**EXTRACTED INFORMATION:**
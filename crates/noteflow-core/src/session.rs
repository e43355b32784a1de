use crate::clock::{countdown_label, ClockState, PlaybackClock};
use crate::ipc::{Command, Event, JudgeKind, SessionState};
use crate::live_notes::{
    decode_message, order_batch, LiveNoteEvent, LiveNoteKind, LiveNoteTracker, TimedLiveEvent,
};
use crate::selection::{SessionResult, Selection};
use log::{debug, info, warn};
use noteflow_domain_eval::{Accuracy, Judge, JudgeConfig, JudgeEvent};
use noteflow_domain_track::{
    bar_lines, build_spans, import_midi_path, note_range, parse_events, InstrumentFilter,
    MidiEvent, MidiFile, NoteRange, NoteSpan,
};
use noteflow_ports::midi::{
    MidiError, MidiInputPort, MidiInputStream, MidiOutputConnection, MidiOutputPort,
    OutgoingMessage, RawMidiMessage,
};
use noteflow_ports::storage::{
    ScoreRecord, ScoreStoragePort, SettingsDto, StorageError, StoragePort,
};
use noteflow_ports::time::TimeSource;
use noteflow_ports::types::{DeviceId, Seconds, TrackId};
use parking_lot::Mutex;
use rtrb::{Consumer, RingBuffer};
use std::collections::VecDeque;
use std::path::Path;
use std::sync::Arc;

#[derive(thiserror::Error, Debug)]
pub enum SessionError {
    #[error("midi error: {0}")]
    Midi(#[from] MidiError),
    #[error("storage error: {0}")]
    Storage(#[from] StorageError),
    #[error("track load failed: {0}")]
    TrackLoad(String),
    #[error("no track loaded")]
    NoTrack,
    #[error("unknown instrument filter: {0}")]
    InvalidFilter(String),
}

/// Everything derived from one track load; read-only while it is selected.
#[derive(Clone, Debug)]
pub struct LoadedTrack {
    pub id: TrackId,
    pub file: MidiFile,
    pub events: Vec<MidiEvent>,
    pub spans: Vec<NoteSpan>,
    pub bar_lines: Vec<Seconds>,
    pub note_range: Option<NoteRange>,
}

* * *

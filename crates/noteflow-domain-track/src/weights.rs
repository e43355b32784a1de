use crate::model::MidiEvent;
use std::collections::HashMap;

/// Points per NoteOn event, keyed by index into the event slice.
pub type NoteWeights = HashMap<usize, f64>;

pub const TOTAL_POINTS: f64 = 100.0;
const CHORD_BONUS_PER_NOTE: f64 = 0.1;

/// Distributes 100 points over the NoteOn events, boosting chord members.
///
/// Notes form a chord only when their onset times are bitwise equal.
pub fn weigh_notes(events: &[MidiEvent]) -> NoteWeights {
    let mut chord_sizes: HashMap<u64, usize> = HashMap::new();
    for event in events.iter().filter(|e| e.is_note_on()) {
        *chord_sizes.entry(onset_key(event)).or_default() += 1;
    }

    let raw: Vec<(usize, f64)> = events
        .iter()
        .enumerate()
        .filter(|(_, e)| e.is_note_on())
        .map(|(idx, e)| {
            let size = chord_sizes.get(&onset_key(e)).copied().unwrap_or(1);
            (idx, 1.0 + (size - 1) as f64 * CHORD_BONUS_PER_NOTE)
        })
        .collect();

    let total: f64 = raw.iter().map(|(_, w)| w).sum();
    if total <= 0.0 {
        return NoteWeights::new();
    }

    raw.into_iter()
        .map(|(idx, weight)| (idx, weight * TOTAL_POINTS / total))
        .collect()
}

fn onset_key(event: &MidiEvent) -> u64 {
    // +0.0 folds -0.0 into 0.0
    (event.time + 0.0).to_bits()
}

...

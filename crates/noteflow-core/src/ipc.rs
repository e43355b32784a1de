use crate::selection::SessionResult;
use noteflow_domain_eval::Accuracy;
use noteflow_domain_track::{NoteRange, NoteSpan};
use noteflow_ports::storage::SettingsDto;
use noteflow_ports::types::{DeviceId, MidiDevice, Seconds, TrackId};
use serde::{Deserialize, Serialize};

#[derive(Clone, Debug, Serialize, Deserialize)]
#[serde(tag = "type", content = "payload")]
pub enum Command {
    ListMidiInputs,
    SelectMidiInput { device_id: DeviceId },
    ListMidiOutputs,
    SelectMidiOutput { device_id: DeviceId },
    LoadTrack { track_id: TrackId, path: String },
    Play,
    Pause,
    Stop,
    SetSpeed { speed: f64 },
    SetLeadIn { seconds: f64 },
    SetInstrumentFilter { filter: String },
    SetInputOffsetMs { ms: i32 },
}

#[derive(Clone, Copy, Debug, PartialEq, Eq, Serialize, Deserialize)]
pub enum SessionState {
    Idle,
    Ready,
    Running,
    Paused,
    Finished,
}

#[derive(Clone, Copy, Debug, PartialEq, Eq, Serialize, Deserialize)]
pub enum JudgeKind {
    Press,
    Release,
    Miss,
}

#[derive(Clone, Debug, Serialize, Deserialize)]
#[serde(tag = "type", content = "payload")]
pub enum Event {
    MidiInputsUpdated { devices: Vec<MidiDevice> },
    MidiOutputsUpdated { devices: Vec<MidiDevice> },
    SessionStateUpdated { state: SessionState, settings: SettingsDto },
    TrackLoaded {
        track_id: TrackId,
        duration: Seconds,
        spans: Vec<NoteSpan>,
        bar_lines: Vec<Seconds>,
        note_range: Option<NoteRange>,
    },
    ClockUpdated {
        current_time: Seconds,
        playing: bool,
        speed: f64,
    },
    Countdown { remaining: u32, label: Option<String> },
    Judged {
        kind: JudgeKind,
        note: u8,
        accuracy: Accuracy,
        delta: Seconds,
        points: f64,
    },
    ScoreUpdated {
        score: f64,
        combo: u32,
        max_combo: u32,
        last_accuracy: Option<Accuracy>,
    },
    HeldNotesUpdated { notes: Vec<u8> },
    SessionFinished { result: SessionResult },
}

**PROBLEM:** In the entries above, find the line holding "filename crates/noteflow-core/src/session.rs" and the line holding "use parking_lot::Mutex;", then retype exactly those two lines and every line between them, and nothing else.

**RESPONSE TO THE EXERCISE:**
filename crates/noteflow-core/src/session.rs
repository e43355b32784a1de
use crate::clock::{countdown_label, ClockState, PlaybackClock};
use crate::ipc::{Command, Event, JudgeKind, SessionState};
use crate::live_notes::{
    decode_message, order_batch, LiveNoteEvent, LiveNoteKind, LiveNoteTracker, TimedLiveEvent,
};
use crate::selection::{SessionResult, Selection};
use log::{debug, info, warn};
use noteflow_domain_eval::{Accuracy, Judge, JudgeConfig, JudgeEvent};
use noteflow_domain_track::{
    bar_lines, build_spans, import_midi_path, note_range, parse_events, InstrumentFilter,
    MidiEvent, MidiFile, NoteRange, NoteSpan,
};
use noteflow_ports::midi::{
    MidiError, MidiInputPort, MidiInputStream, MidiOutputConnection, MidiOutputPort,
    OutgoingMessage, RawMidiMessage,
};
use noteflow_ports::storage::{
    ScoreRecord, ScoreStoragePort, SettingsDto, StorageError, StoragePort,
};
use noteflow_ports::time::TimeSource;
use noteflow_ports::types::{DeviceId, Seconds, TrackId};
use parking_lot::Mutex;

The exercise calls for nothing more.